She laughed. “That is so pathetic. George, go away. Caitlin will be here any minute. And the police are coming, too. They’re escorting me, so you’d better leave.”

George knew she was going to the state attorney’s office. Ali had told him when he called her half an hour ago. She wouldn’t have answered but the caller-ID showed her agency’s number. He had used their phone, the fucker, and now here he was. It was true about Caitlin, but not about the police escort.

“Go away!”

A low moan came through the crack at the door frame, like his lips were pressed to it. “If I could explain to you, tell you straight to your face how sorry I am. Take your hand. Like friends. Haven’t we been friends, at least? Please, I’m begging you.”

The sound of his voice descended toward the floor, followed by a thud. “Jesus, I don’t believe this. I’m on my knees to you, woman. Ali, I was stoned. We were making love, then Marquis pushed me out of the way—”

“You held me down, you shit.” Ali rushed forward and slammed her fist on the door. “Then you let Marquis Lamont do it to me. And then Klaus, who is even worse! I had to have stitches, and don’t you dare tell me it wasn’t your fault!”

Eyes stinging, she ran across the small living room and grabbed a kitchen towel off the back of a chrome-legged chair. She pressed her face into the cloth and cried. The towel was damp and reeked sourly. She hurled it into the sink, where it sank in dishwater and sent a palmetto bug scrabbling across the counter.
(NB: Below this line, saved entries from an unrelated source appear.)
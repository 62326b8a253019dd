// Lightbox zoom/pan state
pub const MIN_SCALE: f64 = 1.0;

#[derive(Debug, Clone, Copy, PartialEq)]
pub struct ZoomState {
    pub scale: f64,
    pub translate_x: f64,
    pub translate_y: f64,
}

impl Default for ZoomState {
    fn default() -> Self {
        Self {
            scale: MIN_SCALE,
            translate_x: 0.0,
            translate_y: 0.0,
        }
    }
}

impl ZoomState {
    pub fn is_zoomed(&self) -> bool {
        self.scale > MIN_SCALE
    }

    pub fn reset(&mut self) {
        *self = Self::default();
    }

    /// Multiply the scale by `factor`, clamped to `[MIN_SCALE, max]`.
    pub fn scale_by(&mut self, factor: f64, max: f64) {
        if !factor.is_finite() || factor <= 0.0 {
            return;
        }
        self.scale = (self.scale * factor).clamp(MIN_SCALE, max);
    }

    pub fn pan(&mut self, dx: f64, dy: f64) {
        if self.is_zoomed() {
            self.translate_x += dx;
            self.translate_y += dy;
        }
    }

    /// Double-tap: identity <-> `zoom`, pan offset dropped either way.
    pub fn toggle(&mut self, zoom: f64, max: f64) {
        if self.is_zoomed() {
            self.reset();
        } else {
            self.scale = zoom.clamp(MIN_SCALE, max);
            self.translate_x = 0.0;
            self.translate_y = 0.0;
        }
    }

    /// End of a pinch: anything at or below 1x snaps back to identity.
    pub fn settle(&mut self) {
        if !self.is_zoomed() {
            self.reset();
        }
    }

    pub fn css_transform(&self) -> String {
        format!(
            "translate({:.2}px, {:.2}px) scale({:.3})",
            self.translate_x, self.translate_y, self.scale
        )
    }
}
//! Alias-based resolution of registered filters and assigners, and the
//! per-context-type binding cache.
//!
//! Registered implementations are assumed stateless and static for the
//! engine's lifetime, so resolution results and contextual bindings are
//! memoized. Both caches are owned by the engine instance; independent
//! engines never share resolved bindings.
use std::{
    any::TypeId,
    collections::HashMap,
    sync::{Arc, RwLock},
};

use crate::{Error, Result};

/// An application-supplied context object, opaque to the engine.
///
/// Filters and assigners that declare support for the context's concrete
/// type get it back downcast; everyone else never sees it.
pub type AppContext = dyn std::any::Any + Send + Sync;

const LOCK_MSG: &str = "thread holding registry lock should not panic";

/// A named registration of a filter or assigner implementation, together
/// with the app-context types it declared support for.
///
/// Construct through [`FilterRegistration`](crate::FilterRegistration) or
/// [`AssignerRegistration`](crate::AssignerRegistration).
pub struct Registration<T: ?Sized, E: ?Sized> {
    pub(crate) alias: String,
    pub(crate) implementation: Arc<T>,
    pub(crate) bindings: Vec<ContextBinding<E>>,
}

impl<T: ?Sized, E: ?Sized> Registration<T, E> {
    /// The alias this implementation was registered under.
    pub fn alias(&self) -> &str {
        &self.alias
    }
}

/// A declared (context type, type-erased evaluator) pair.
pub struct ContextBinding<E: ?Sized> {
    pub(crate) context_type: TypeId,
    pub(crate) evaluator: Arc<E>,
}

impl<E: ?Sized> Clone for ContextBinding<E> {
    fn clone(&self) -> Self {
        ContextBinding {
            context_type: self.context_type,
            evaluator: Arc::clone(&self.evaluator),
        }
    }
}

/// Registrations plus the memoization layer in front of them.
///
/// Lookups are race-tolerant get-or-compute: concurrent first lookups for a
/// key may both compute, but the first write wins and recomputation is
/// deterministic because the registration list is immutable.
pub(crate) struct Registry<T: ?Sized, E: ?Sized> {
    entries: Vec<Registration<T, E>>,
    resolutions: RwLock<HashMap<String, Option<usize>>>,
    bindings: RwLock<HashMap<(usize, TypeId), Option<Arc<E>>>>,
}

impl<T: ?Sized, E: ?Sized> Registry<T, E> {
    pub(crate) fn new(entries: Vec<Registration<T, E>>) -> Self {
        Registry {
            entries,
            resolutions: RwLock::new(HashMap::new()),
            bindings: RwLock::new(HashMap::new()),
        }
    }

    /// Resolve a configured name to a registration index.
    ///
    /// A name containing a namespace separator must match a full alias
    /// exactly; an unqualified name matches on the alias's final path
    /// segment. Both comparisons ignore ASCII case. More than one match is
    /// [`Error::AmbiguousFilter`]; no match is `Ok(None)` and the caller
    /// decides fatality.
    pub(crate) fn resolve(&self, name: &str) -> Result<Option<usize>> {
        if let Some(&resolution) = self.resolutions.read().expect(LOCK_MSG).get(name) {
            return Ok(resolution);
        }

        let mut matches = self
            .entries
            .iter()
            .enumerate()
            .filter(|(_, entry)| alias_matches(&entry.alias, name))
            .map(|(index, _)| index);

        let resolution = matches.next();

        if matches.next().is_some() {
            return Err(Error::AmbiguousFilter {
                name: name.to_owned(),
            });
        }

        let mut cache = self.resolutions.write().expect(LOCK_MSG);
        Ok(*cache.entry(name.to_owned()).or_insert(resolution))
    }

    pub(crate) fn get(&self, index: usize) -> &Registration<T, E> {
        &self.entries[index]
    }

    /// Look up the evaluator the registration bound to `context_type`, if
    /// any. When an implementation declares several compatible context
    /// types, the first declared match wins.
    pub(crate) fn bind(&self, index: usize, context_type: TypeId) -> Option<Arc<E>> {
        if let Some(bound) = self.bindings.read().expect(LOCK_MSG).get(&(index, context_type)) {
            return bound.clone();
        }

        let computed = self.entries[index]
            .bindings
            .iter()
            .find(|binding| binding.context_type == context_type)
            .map(|binding| Arc::clone(&binding.evaluator));

        let mut cache = self.bindings.write().expect(LOCK_MSG);
        cache.entry((index, context_type)).or_insert(computed).clone()
    }
}

fn alias_matches(alias: &str, configured: &str) -> bool {
    if configured.contains('.') {
        // The configured name is namespaced. It must be an exact match.
        alias.eq_ignore_ascii_case(configured)
    } else {
        // An unqualified name matches the simple name of the alias, e.g.
        // 'MyFilter' for 'MyOrg.MyProduct.MyFilter'.
        let simple = alias.rsplit('.').next().unwrap_or(alias);
        simple.eq_ignore_ascii_case(configured)
    }
}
Ali went to the faded plaid sofa and dropped heavily on one end of it, drawing up her knees and resting her cheek on them. She remembered a year ago, carrying up her boxes and her new clothes, the apartment shiny as in a TV ad with a housewife holding a mop and smiling at her kitchen floor.

“Are you crying, Ali?” She heard a soft knock. “Hey. Are you all right? Oh, baby. You’re in there alone, forgetting all the good times we had. Remember Key West? Ali? It was great, wasn’t it? Don’t throw it all away. Jesus, I’m sorry!”

Lighting a cigarette, she watched the door. George Fonseca out there begging. Sounding like he meant it. She wondered if the prosecutor, Samuel Hagen, could sue just Marquis and Klaus. Put them in jail and threaten George, something like that. Make him really sorry. When they were going out George didn’t used to be so horrible. She wondered if he had changed, or if he’d always been a total sleazewad.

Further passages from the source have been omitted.